I Tried Every 'Stubborn Dog' Training Hack on My Terrier Mix, and Honestly, the Dog Wasn't the Problem - illustration 1

The moment I called my dog 'stubborn' and my vet laughed at me

I brought Gumbo in for his annual checkup a few weeks after The Coffee Table Incident. Dr. Espinoza—she's put up with my panic calls through four build dogs and one very dramatic cat—was feeling his hips and making small talk. I mentioned, as casually as I could, that training was going "slow because honestly, he's just really stubborn." She didn't even look up. She just said, "Or he's bored out of his mind and you're not paying attention to what he's actually telling you."

Ouch.

Look, I've worked in shelters. I've fostered. I should've known better. But it's easy to fall into the stubborn trap because it lets us off the hook. If the dog is stubborn, then it's his fault. I don't have to examine my own timing when I mark a behavior two seconds too late. I don't have to consider that maybe my "come" command sounds different when I'm stressed versus when I'm calm. I don't have to face the humiliating truth that I'd been training Gumbo like a Labrador when he is, in fact, a terrier whose ancestors were bred to hunt rats and make their own decisions underground with zero human input. Asking a terrier to blindly obey is like asking a cat to fetch. It's not impossible, but you better have a damn good reason and a payout that the dog actually cares about.

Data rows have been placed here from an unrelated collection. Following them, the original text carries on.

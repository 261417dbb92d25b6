pub mod command;
pub mod ipam;
pub mod logging;

use std::{
    io::{self, Read},
    path::PathBuf,
    process,
};

use anyhow::{anyhow, bail, Result};
use clap::{Parser, ValueEnum};
use network::{CmdArgs, NetConf};
use serde::Deserialize;
use serde_json::json;
use tracing::{debug, error, info};

use crate::command::version::CNI_VERSION;

/// Plugin-specific error code reported back to the runtime.
const ERR_CODE_PLUGIN: u32 = 100;

#[derive(Debug, Clone, Copy, PartialEq, Eq, ValueEnum)]
enum Command {
    #[value(name = "ADD")]
    Add,
    #[value(name = "CHECK")]
    Check,
    #[value(name = "DEL")]
    Del,
    #[value(name = "VERSION")]
    Version,
}

/// Invocation parameters. The runtime passes these through `CNI_*`
/// environment variables; the flags exist for running the plugin by hand.
#[derive(Debug, Parser)]
#[command(name = "bridge-cni", version, about = "Attaches containers to a Linux bridge")]
struct Opts {
    #[arg(long, env = "CNI_COMMAND", value_enum)]
    command: Command,
    #[arg(long, env = "CNI_CONTAINERID", default_value = "")]
    container_id: String,
    #[arg(long, env = "CNI_NETNS", default_value = "")]
    netns: String,
    #[arg(long, env = "CNI_IFNAME", default_value = "")]
    if_name: String,
    #[arg(long, env = "CNI_ARGS", default_value = "")]
    args: String,
    #[arg(long, env = "CNI_PATH", default_value = "")]
    path: String,
}

impl Opts {
    fn cmd_args(&self) -> Result<CmdArgs> {
        if self.netns.is_empty() {
            bail!("CNI_NETNS is required");
        }
        if self.if_name.is_empty() {
            bail!("CNI_IFNAME is required");
        }

        Ok(CmdArgs {
            container_id: self.container_id.clone(),
            netns: PathBuf::from(&self.netns),
            if_name: self.if_name.clone(),
        })
    }

    /// MAC address requested through `CNI_ARGS`, falling back to the network config.
    fn mac_address(&self, conf: &NetConf) -> Option<String> {
        cni_arg(&self.args, "MACAddress").or_else(|| conf.mac_address.clone())
    }

    fn handle<R>(&self, reader: R) -> Result<String>
    where
        R: Read,
    {
        match self.command {
            Command::Version => command::version::version(),
            Command::Add => {
                let config = Config::from(reader)?;
                let args = self.cmd_args()?;
                let mac = self.mac_address(&config.net);
                let ipam = config.ipam_delegate(&self.path)?;

                command::add::add(&args, &config.net, mac.as_deref(), || {
                    ipam.add(&config.raw)
                })
            }
            Command::Check => {
                let _config = Config::from(reader)?;
                command::check::check(&self.cmd_args()?)
            }
            Command::Del => {
                let config = Config::from(reader)?;
                let ipam = config.ipam_delegate(&self.path)?;

                command::del::del(&self.container_id, &self.if_name, || {
                    ipam.del(&config.raw)
                })
            }
        }
    }
}

#[derive(Debug, Deserialize)]
struct IpamConf {
    #[serde(rename = "type")]
    kind: String,
}

#[derive(Debug, Deserialize)]
struct Config {
    #[serde(flatten)]
    net: NetConf,
    #[serde(default)]
    ipam: Option<IpamConf>,
    /// The config exactly as received, forwarded untouched to the IPAM plugin.
    #[serde(skip)]
    raw: String,
}

impl Config {
    fn from<R>(mut reader: R) -> Result<Self>
    where
        R: Read,
    {
        let mut buffer = String::new();
        reader.read_to_string(&mut buffer)?;

        let mut config: Self = serde_json::from_str(buffer.as_str())
            .map_err(|e| anyhow!("failed to load netconf: {}", e))?;
        config.raw = buffer;

        Ok(config)
    }

    fn ipam_delegate(&self, cni_path: &str) -> Result<ipam::Delegate> {
        match &self.ipam {
            Some(ipam) if !ipam.kind.is_empty() => ipam::Delegate::find(&ipam.kind, cni_path),
            _ => bail!("ipam type is not specified in network config {:?}", self.net.name),
        }
    }
}

/// Looks up `key` in a `K1=V1;K2=V2` style `CNI_ARGS` string.
fn cni_arg(args: &str, key: &str) -> Option<String> {
    args.split(';')
        .filter_map(|pair| pair.split_once('='))
        .find(|(k, _)| k.trim() == key)
        .map(|(_, v)| v.trim().to_string())
        .filter(|v| !v.is_empty())
}

fn error_response(err: &anyhow::Error) -> String {
    json!({
        "cniVersion": CNI_VERSION,
        "code": ERR_CODE_PLUGIN,
        "msg": format!("{:#}", err),
    })
    .to_string()
}

fn main() {
    logging::init();

    let opts = Opts::parse();
    info!(
        command = ?opts.command,
        container_id = %opts.container_id,
        netns = %opts.netns,
        if_name = %opts.if_name,
        "CNI command"
    );
    debug!(?opts, "invocation");

    match opts.handle(io::stdin().lock()) {
        Ok(out) => {
            if !out.is_empty() {
                println!("{}", out);
            }
        }
        Err(e) => {
            error!(command = ?opts.command, "{:#}", e);
            println!("{}", error_response(&e));
            process::exit(1);
        }
    }
}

Dr. Espinoza straightened up and added, "Also, some dogs take longer to trust that doing what you say actually benefits them. Especially if they've had a rough start." Gumbo came to me as a stray at about a year old. Nobody knew his history. The only thing I knew for sure was that he didn't give his cooperation away for free, and I'd spent months trying to buy it with currency he didn't value.

That conversation rewired my entire approach. Not overnight—nothing works overnight with a dog like this—but it planted the seed. I started looking at his resistance not as stubbornness but as information. He was telling me, loud and clear, that my training wasn't working. The question wasn't "How do I make him less stubborn?" The question was "what's he actually willing to work for, and under what conditions?"

What we get wrong about stubborn breedds — and why half of it's our own fault

We talk about stubborn breeds like they're a special category of dog that requires a completely different training philosophy. Huskies, shiba inus, terriers, basset hounds, chow chows, even some bulldogs—they get labeled "independent" or "strong-willed" and the internet fills up with advice about showing them who's boss. I hate most of it. Not because dominance theory is dead—it's, and good riddance—but because the advice rarely starts from the dog's perspective. It starts from our embarrassment that our dog won't perform on command while Karen at the dog park is smugly showing off her border collie's perfect heel.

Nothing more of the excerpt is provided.